* _Task instructions_
Please look for the string "return" below and report every line in which it occurs.

* _Listed entries_
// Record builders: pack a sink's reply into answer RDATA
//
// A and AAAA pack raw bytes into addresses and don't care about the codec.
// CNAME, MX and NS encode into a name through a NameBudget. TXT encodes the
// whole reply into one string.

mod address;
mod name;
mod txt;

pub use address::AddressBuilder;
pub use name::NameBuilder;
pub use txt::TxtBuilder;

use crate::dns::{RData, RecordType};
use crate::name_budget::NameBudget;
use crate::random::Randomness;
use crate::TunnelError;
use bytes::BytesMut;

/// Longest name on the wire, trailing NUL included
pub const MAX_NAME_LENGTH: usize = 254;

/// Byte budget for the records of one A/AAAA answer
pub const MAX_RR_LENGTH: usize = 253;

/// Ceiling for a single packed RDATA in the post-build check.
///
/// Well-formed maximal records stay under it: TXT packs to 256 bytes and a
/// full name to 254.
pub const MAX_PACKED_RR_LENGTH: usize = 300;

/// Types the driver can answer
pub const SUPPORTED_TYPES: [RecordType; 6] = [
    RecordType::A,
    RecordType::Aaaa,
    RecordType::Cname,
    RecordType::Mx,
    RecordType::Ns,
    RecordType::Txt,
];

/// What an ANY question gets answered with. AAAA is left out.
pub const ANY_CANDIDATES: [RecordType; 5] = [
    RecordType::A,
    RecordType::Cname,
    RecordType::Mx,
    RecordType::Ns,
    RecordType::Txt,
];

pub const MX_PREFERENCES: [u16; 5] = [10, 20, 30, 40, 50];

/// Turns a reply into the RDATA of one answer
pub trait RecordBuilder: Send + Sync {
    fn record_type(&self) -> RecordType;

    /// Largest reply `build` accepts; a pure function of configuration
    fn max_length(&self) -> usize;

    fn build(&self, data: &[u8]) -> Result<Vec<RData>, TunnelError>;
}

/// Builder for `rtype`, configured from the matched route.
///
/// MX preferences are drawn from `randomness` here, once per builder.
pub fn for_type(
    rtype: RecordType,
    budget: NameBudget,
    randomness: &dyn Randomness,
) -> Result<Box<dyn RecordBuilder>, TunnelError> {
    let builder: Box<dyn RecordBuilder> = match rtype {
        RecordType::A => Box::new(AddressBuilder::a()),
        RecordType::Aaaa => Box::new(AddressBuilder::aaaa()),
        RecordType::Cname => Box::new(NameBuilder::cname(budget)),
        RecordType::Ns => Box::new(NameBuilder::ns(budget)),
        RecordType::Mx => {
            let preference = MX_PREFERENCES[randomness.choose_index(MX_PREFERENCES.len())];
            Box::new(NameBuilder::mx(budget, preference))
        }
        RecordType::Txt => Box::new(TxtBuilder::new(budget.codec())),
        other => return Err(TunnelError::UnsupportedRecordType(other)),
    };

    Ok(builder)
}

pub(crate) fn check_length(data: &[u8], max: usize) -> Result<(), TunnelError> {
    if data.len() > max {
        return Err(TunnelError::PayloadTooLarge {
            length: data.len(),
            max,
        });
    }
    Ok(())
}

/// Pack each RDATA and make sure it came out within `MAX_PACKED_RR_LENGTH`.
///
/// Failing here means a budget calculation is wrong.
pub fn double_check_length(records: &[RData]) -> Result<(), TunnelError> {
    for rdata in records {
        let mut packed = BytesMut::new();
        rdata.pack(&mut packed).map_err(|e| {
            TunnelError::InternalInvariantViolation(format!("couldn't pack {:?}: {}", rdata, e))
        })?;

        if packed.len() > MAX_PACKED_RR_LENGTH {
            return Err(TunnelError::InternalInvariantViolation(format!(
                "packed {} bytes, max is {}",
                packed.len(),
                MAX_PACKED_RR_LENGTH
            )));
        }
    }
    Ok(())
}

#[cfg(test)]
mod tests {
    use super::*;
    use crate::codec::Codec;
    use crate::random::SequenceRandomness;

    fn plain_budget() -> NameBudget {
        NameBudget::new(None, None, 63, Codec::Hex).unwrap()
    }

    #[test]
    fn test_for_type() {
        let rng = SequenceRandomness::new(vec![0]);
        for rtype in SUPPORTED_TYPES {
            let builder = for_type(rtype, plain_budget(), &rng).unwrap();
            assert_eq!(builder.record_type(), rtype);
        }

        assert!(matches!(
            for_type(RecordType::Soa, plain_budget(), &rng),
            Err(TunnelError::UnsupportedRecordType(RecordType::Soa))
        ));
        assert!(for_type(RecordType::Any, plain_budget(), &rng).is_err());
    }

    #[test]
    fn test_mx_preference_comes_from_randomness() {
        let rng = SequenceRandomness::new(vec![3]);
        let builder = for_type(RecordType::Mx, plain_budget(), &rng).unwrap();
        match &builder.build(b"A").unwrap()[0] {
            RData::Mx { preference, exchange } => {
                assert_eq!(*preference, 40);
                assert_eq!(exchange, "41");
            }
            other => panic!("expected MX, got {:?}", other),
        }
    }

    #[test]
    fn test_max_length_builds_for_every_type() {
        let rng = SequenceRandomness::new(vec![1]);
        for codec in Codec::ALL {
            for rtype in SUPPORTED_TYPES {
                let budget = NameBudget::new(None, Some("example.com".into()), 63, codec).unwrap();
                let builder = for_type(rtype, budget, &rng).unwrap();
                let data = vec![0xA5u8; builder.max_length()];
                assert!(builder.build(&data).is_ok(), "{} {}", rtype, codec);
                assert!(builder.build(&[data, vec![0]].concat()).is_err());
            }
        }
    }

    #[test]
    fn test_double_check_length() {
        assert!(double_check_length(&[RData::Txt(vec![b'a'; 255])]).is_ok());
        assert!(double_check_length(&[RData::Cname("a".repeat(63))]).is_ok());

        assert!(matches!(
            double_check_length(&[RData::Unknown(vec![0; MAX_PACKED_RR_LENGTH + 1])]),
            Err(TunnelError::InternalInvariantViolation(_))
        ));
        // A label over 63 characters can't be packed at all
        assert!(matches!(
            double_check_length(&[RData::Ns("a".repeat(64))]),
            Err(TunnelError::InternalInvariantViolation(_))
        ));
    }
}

* _Answer section_
        other => return Err(TunnelError::UnsupportedRecordType(other)),
        return Err(TunnelError::PayloadTooLarge {
            return Err(TunnelError::InternalInvariantViolation(format!(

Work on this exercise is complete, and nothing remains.